Climate change: Weather Pattern Change Seen Hurting Agriculture Production, Yields

August 19, 2018
  • Climate change: Weather Pattern Change Seen Hurting Agriculture Production, Yields

International and national experts initiated a dialogue on ‘Climate Reality – Threats, Responses and Opportunities in a Changing World,’ in an inaugural forum initiated by Dilmah Conservation together with Global Compact Network Sri Lanka, Biodiversity Sri Lanka and Citra Innovations Lab at BMICH, Colombo.

The forum brought in like-minded individuals from the government, private and academic sector for an open discussion on the alarming aspects presented by climate change and finding new solutions by merging the collective capacities of entrepreneurial and start-up networks engaged in climate change adaptation and innovation, the organisers said in a media release.

Dilhan C. Fernando, Chair – Global Compact Network Sri Lanka introduced the event with the words, “Human existence is intricately and irrevocably linked to our natural environment- we are all environmentalists by necessity. Our focus today is on the future because there are grounds for guarded optimism. The increase in development and adoption of sustainable technologies, of climate-smart agriculture, of knowledge of how we might adapt to the new reality in our world, has been unprecedented in the past decade. It is evident today that there is far greater potential and opportunity in climate-smart agriculture, production and lifestyles than in holding on to the past.”

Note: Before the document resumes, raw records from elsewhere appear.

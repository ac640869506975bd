//! Submit a backend job and watch it to a terminal outcome.
//!
//! [`AsyncJobPoller`](poller::AsyncJobPoller) submits a job through a
//! [`JobSubmissionClient`](client::JobSubmissionClient), triggers it once,
//! then polls a [`JobStatusClient`](client::JobStatusClient) on a fixed
//! interval until the backend reports a terminal status, the wall-clock
//! budget runs out, or the caller cancels. Progress is observable as a
//! [`PollSnapshot`](snapshot::PollSnapshot) and as a stream of
//! [`PollerEvent`](events::PollerEvent)s.

pub mod client;
pub mod config;
pub mod events;
pub mod poller;
pub mod snapshot;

Dr. A. Nambi Appadurai, India Adaptation Strategy Head, World Resources Institute- India, Dr. Rohan Pethiyagoda (Conservation Scientist and Fellow at Australian Museum), Dr. B.V. R. Punyawardena (Principal Agro-climatology Scientist, Department of Agriculture – Peradeniya) and Dr. Sunimal Jayathunga (Director, Climate Change Division- Climate Change Secretariat), the key speakers of the event along with panelists, Anura Sathurusinghe (Conservator General – Forest Department) and Dilhan C. Fernando (Chair – Global Compact Network Sri Lanka) revealed some telling facts on climate change – the visible threats, impacts, opportunities and the economic potential available for private sector in active engagement in climate response.

Comparing the atmospheric carbon dioxide level to ‘the pulse of planet’, Dr. Pethiyagoda pointed at the catastrophic impact it could have on marine and terrestrial ecosystems- ocean acidification, disrupted food chains, canopy diebacks, species displacement and migration is predicted to increase at the current rate of rise in greenhouse gases and global warming.

Identifying the ability of trees in arresting atmospheric carbon dioxide he said, “Forest restoration is central to climate resilience. Long term restoration projects are needed to re-establish native plant species as they can take generations to grow.”

Dr. Punyawardena, citing evidence on existing climate projections said that computer simulations predict an increase in temperature by over 3 degrees centigrade in the Central Highlands and the Northern province at the turn of the century.

Although the annual rainfalls remain unaffected, the change in rainfall pattern combined with the night-time increase in temperature can negatively impact the agricultural sector, resulting in reduced yields and food shortage, he added.

It was noted that providing financial assistance to tea growers, a sector which is of tremendous socio-economic importance for Sri Lanka, offers a greater potential to increase the rate of adoption of good climate resilient practices which could consequently minimize the adverse effects of climate change on the tea industry.

It was also noted that Sri Lanka’s estimated climate-smart investment potential in key sectors is more than billion between 2018 to 2030.

Dr. A. N. Appadurai, India Adaptation Strategy Head from World Resources Institute in his keynote address, mentioned that Sri Lanka could lose up to 1.2 per cent of annual GDP growth per year by 2050 because of climate change if appropriate interventions and investments are not made. The private sector thus has an important role in meeting the investment needs in key areas such as urban development, industrial parks, PPPs (public-private partnerships) and in large-scale project implementation, such as waste management and agriculture.